Several musicologists concur in the view that the second shows Prokofiev still working under the influence of Stravinsky, and following up his own Stravinsky-aping Scythian Suite. I find the first movement to be wonderful film music depicting at some length the epic battle between King Kong and Godzilla; it also works for the assault upon Gondor by a vast army of orcs, trolls, the Nazgul, and maybe a couple of balrogs. Chaos and Dark Night. The second movement is, IMHO, merely OK. But if we regard the second symphony as necessary throat-clearing in order to clear the passage for the composing of the (my view) magnificent third symphony, then the effort was worth it. Prokofiev's third can be perhaps likened to Beethoven's third in its giant step towards a more authentic Prokofievan symphonic language.


----------



## 20centrfuge (Apr 13, 2007)

I agree, Strange Magic, the third is magnificent, one of my favorite works by Prokofiev.


----------



## mbhaub (Dec 2, 2016)

The 2nd is my least favorite of the 7. I've heard all of other six in concert, but never the poor no. 2. It's a tough nut to crack and looking through the score, the orchestral parts aren't too much fun or rewarding.


----------



## Heck148 (Oct 27, 2016)

20centrfuge said:


> I agree, Strange Magic, the third is magnificent, one of my favorite works by Prokofiev.


agree completely... Prokofieff Sym #3 is a fine work; his sym #s 5,6,3 are my favorites.


----------



## EdwardBast (Nov 25, 2013)

Strange Magic said:


> Several musicologists concur in the view that the second shows Prokofiev still working under the influence of Stravinsky, and following up his own Stravinsky-aping Scythian Suite. I find the first movement to be wonderful film music depicting at some length the epic battle between King Kong and Godzilla; it also works for the assault upon Gondor by a vast army of orcs, trolls, the Nazgul, and maybe a couple of balrogs. Chaos and Dark Night. The second movement is, IMHO, merely OK. But if we regard the second symphony as *necessary throat-clearing in order to clear the passage for the composing of the (my view) magnificent third symphony*, then the effort was worth it. Prokofiev's third can be perhaps likened to Beethoven's third in its giant step towards a more authentic Prokofievan symphonic language.

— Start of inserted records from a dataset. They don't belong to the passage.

//! All schemas that are exposed from endpoints are defined here
//! along with the ToSerialized impls

use serde::Serialize;
use stayflow_collab::{
    BookingData, FriendshipData, HostStatsData, ListingData, NotificationData, RankedListing,
    ReviewData, SessionData, UserData,
};
use utoipa::ToSchema;

#[derive(Debug, Serialize, ToSchema)]
#[serde(rename_all = "camelCase")]
pub struct User {
    id: i32,
    email: String,
    name: String,
    role: String,
    avatar: Option<String>,
    flow_points: i32,
    flow_tier: String,
}

#[derive(Debug, Serialize, ToSchema)]
#[serde(rename_all = "camelCase")]
pub struct LoginResult {
    token: String,
    user: User,
}

#[derive(Debug, Serialize, ToSchema)]
#[serde(rename_all = "camelCase")]
pub struct Listing {
    id: i32,
    title: String,
    location: String,
    description: String,
    image_url: String,
    price: f64,
    rating: f64,
    amenities: Vec<String>,
    vibes: Vec<String>,
    accessibility_features: Vec<String>,
    travel_time: Option<f64>,
    status: String,
    host_id: Option<i32>,
}

#[derive(Debug, Serialize, ToSchema)]
#[serde(rename_all = "camelCase")]
pub struct ScoredListing {
    #[serde(flatten)]
    listing: Listing,
    /// Recommendation score the search results are ordered by
    score: f64,
}

#[derive(Debug, Serialize, ToSchema)]
#[serde(rename_all = "camelCase")]
pub struct Booking {
    id: i32,
    user_id: i32,
    check_in: String,
    check_out: String,
    guests: i32,
    total_price: f64,
    status: String,
    is_split_pay: bool,
    invited_emails: Vec<String>,
    listing: Listing,
}

#[derive(Debug, Serialize, ToSchema)]
#[serde(rename_all = "camelCase")]
pub struct Review {
    id: i32,
    listing_id: i32,
    user_id: i32,
    content: String,
    rating: i32,
    author_name: String,
    author_avatar: String,
    created_at: String,
}

#[derive(Debug, Serialize, ToSchema)]
#[serde(rename_all = "camelCase")]
pub struct Notification {
    id: i32,
    kind: String,
    title: String,
    message: String,
    link: Option<String>,
    read: bool,
    created_at: String,
}

#[derive(Debug, Serialize, ToSchema)]
#[serde(rename_all = "camelCase")]
pub struct Friendship {
    id: i32,
    requester: User,
    addressee: User,
    status: String,
}

#[derive(Debug, Serialize, ToSchema)]
#[serde(rename_all = "camelCase")]
pub struct HostStats {
    active_listings: i64,
    total_bookings: i64,
    total_revenue: f64,
}

/// Helper trait to convert any type into a serialized version
pub trait ToSerialized<T>
where
    T: Serialize,
{
    fn to_serialized(&self) -> T;
}

impl<I, O> ToSerialized<Vec<O>> for Vec<I>
where
    I: ToSerialized<O>,
    O: Serialize,
{
    fn to_serialized(&self) -> Vec<O> {
        self.iter().map(|x| x.to_serialized()).collect()
    }
}

impl ToSerialized<User> for UserData {
    fn to_serialized(&self) -> User {
        User {
            id: self.id,
            email: self.email.clone(),
            name: self.name.clone(),
            role: self.role.as_str().to_string(),
            avatar: self.avatar.clone(),
            flow_points: self.flow_points,
            flow_tier: self.flow_tier.as_str().to_string(),
        }
    }
}

impl ToSerialized<LoginResult> for SessionData {
    fn to_serialized(&self) -> LoginResult {
        LoginResult {
            token: self.token.clone(),
            user: self.user.to_serialized(),
        }
    }
}

impl ToSerialized<Listing> for ListingData {
    fn to_serialized(&self) -> Listing {
        Listing {
            id: self.id,
            title: self.title.clone(),
            location: self.location.clone(),
            description: self.description.clone(),
            image_url: self.image_url.clone(),
            price: self.price,
            rating: self.rating,
            amenities: self.amenities.clone(),
            vibes: self.vibes.clone(),
            accessibility_features: self.accessibility_features.clone(),
            travel_time: self.travel_time,
            status: self.status.as_str().to_string(),
            host_id: self.host_id,
        }
    }
}

impl ToSerialized<ScoredListing> for RankedListing {
    fn to_serialized(&self) -> ScoredListing {
        ScoredListing {
            listing: self.listing.to_serialized(),
            score: self.score,
        }
    }
}

impl ToSerialized<Booking> for BookingData {
    fn to_serialized(&self) -> Booking {
        Booking {
            id: self.id,
            user_id: self.user_id,
            check_in: self.check_in.to_string(),
            check_out: self.check_out.to_string(),
            guests: self.guests,
            total_price: self.total_price,
            status: self.status.as_str().to_string(),
            is_split_pay: self.is_split_pay,
            invited_emails: self.invited_emails.clone(),
            listing: self.listing.to_serialized(),
        }
    }
}

impl ToSerialized<Review> for ReviewData {
    fn to_serialized(&self) -> Review {
        Review {
            id: self.id,
            listing_id: self.listing_id,
            user_id: self.user_id,
            content: self.content.clone(),
            rating: self.rating,
            author_name: self.author_name.clone(),
            author_avatar: self.author_avatar.clone(),
            created_at: self.created_at.to_rfc3339(),
        }
    }
}

impl ToSerialized<Notification> for NotificationData {
    fn to_serialized(&self) -> Notification {
        Notification {
            id: self.id,
            kind: self.kind.clone(),
            title: self.title.clone(),
            message: self.message.clone(),
            link: self.link.clone(),
            read: self.read,
            created_at: self.created_at.to_rfc3339(),
        }
    }
}

impl ToSerialized<Friendship> for FriendshipData {
    fn to_serialized(&self) -> Friendship {
        Friendship {
            id: self.id,
            requester: self.requester.to_serialized(),
            addressee: self.addressee.to_serialized(),
            status: self.status.as_str().to_string(),
        }
    }
}

impl ToSerialized<HostStats> for HostStatsData {
    fn to_serialized(&self) -> HostStats {
        HostStats {
            active_listings: self.active_listings,
            total_bookings: self.total_bookings,
            total_revenue: self.total_revenue,
        }
    }
}
#[derive(Clone)]
struct NotificationRec {
    id: PrimaryKey,
    user_id: PrimaryKey,
    kind: String,
    title: String,
    message: String,
    link: Option<String>,
    read: bool,
    created_at: DateTime<Utc>,
}

#[derive(Clone)]
struct FriendshipRec {
    id: PrimaryKey,
    requester_id: PrimaryKey,
    addressee_id: PrimaryKey,
    status: String,
}

impl State {
    fn next_id(&mut self) -> PrimaryKey {
        self.next_id += 1;
        self.next_id
    }

    fn user(&self, user_id: PrimaryKey) -> Result<UserRec> {
        self.users
            .iter()
            .find(|u| u.id == user_id)
            .cloned()
            .ok_or(DatabaseError::NotFound {
                resource: "user",
                identifier: "id",
            })
    }

    fn listing(&self, listing_id: PrimaryKey) -> Result<ListingRec> {
        self.listings
            .iter()
            .find(|l| l.id == listing_id)
            .cloned()
            .ok_or(DatabaseError::NotFound {
                resource: "listing",
                identifier: "id",
            })
    }

    fn booking_data(&self, rec: &BookingRec) -> Result<BookingData> {
        let listing = self.listing(rec.listing_id)?;

        Ok(BookingData {
            id: rec.id,
            user_id: rec.user_id,
            check_in: rec.check_in,
            check_out: rec.check_out,
            guests: rec.guests,
            total_price: rec.total_price,
            status: BookingStatus::from_str(&rec.status),
            is_split_pay: rec.is_split_pay,
            invited_emails: tags::decode(&rec.invited_emails),
            listing: listing_data(&listing),
        })
    }

    fn friendship_data(&self, rec: &FriendshipRec) -> Result<FriendshipData> {
        let requester = self.user(rec.requester_id)?;
        let addressee = self.user(rec.addressee_id)?;

        Ok(FriendshipData {
            id: rec.id,
            requester: user_data(&requester),
            addressee: user_data(&addressee),
            status: FriendshipStatus::from_str(&rec.status),
        })
    }
}

fn user_data(rec: &UserRec) -> UserData {
    UserData {
        id: rec.id,
        email: rec.email.clone(),
        name: rec.name.clone(),
        password: rec.password.clone(),
        role: UserRole::from_str(&rec.role),
        avatar: rec.avatar.clone(),
        flow_points: rec.flow_points,
        flow_tier: FlowTier::from_str(&rec.flow_tier),
        created_at: rec.created_at,
    }
}

fn listing_data(rec: &ListingRec) -> ListingData {
    ListingData {
        id: rec.id,
        title: rec.title.clone(),
        location: rec.location.clone(),
        description: rec.description.clone(),
        image_url: rec.image_url.clone(),
        price: rec.price,
        rating: rec.rating,
        amenities: tags::decode(&rec.amenities),
        vibes: tags::decode(&rec.vibes),
        accessibility_features: tags::decode(&rec.accessibility_features),
        travel_time: rec.travel_time,
        status: ListingStatus::from_str(&rec.status),
        host_id: rec.host_id,
    }
}

fn review_data(rec: &ReviewRec) -> ReviewData {
    ReviewData {
        id: rec.id,
        listing_id: rec.listing_id,
        user_id: rec.user_id,
        content: rec.content.clone(),
        rating: rec.rating,
        author_name: rec.author_name.clone(),
        author_avatar: rec.author_avatar.clone(),
        created_at: rec.created_at,
    }
}

fn notification_data(rec: &NotificationRec) -> NotificationData {
    NotificationData {
        id: rec.id,
        user_id: rec.user_id,
        kind: rec.kind.clone(),
        title: rec.title.clone(),
        message: rec.message.clone(),
        link: rec.link.clone(),
        read: rec.read,
        created_at: rec.created_at,
    }
}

The third is an opera suite. It's wonderful - as an opera suite. Can you really hear it without recalling the settings and plot of the Fiery Angel? The second stands on its own. The fact that Prokofiev didn't understand the second, as 20centrfuge points out, is a good sign. He aspired to that state, believing that once a composer understands his own logic he is creatively dead.


----------



## Strange Magic (Sep 14, 2015)

EdwardBast said:


> The third is an opera suite. It's wonderful - as an opera suite. Can you really hear it without recalling the settings and plot of the Fiery Angel? The second stands on its own. The fact that Prokofiev didn't understand the second, as 20centrfuge points out, is a good sign. He aspired to that state, believing that once a composer understands his own logic he is creatively dead.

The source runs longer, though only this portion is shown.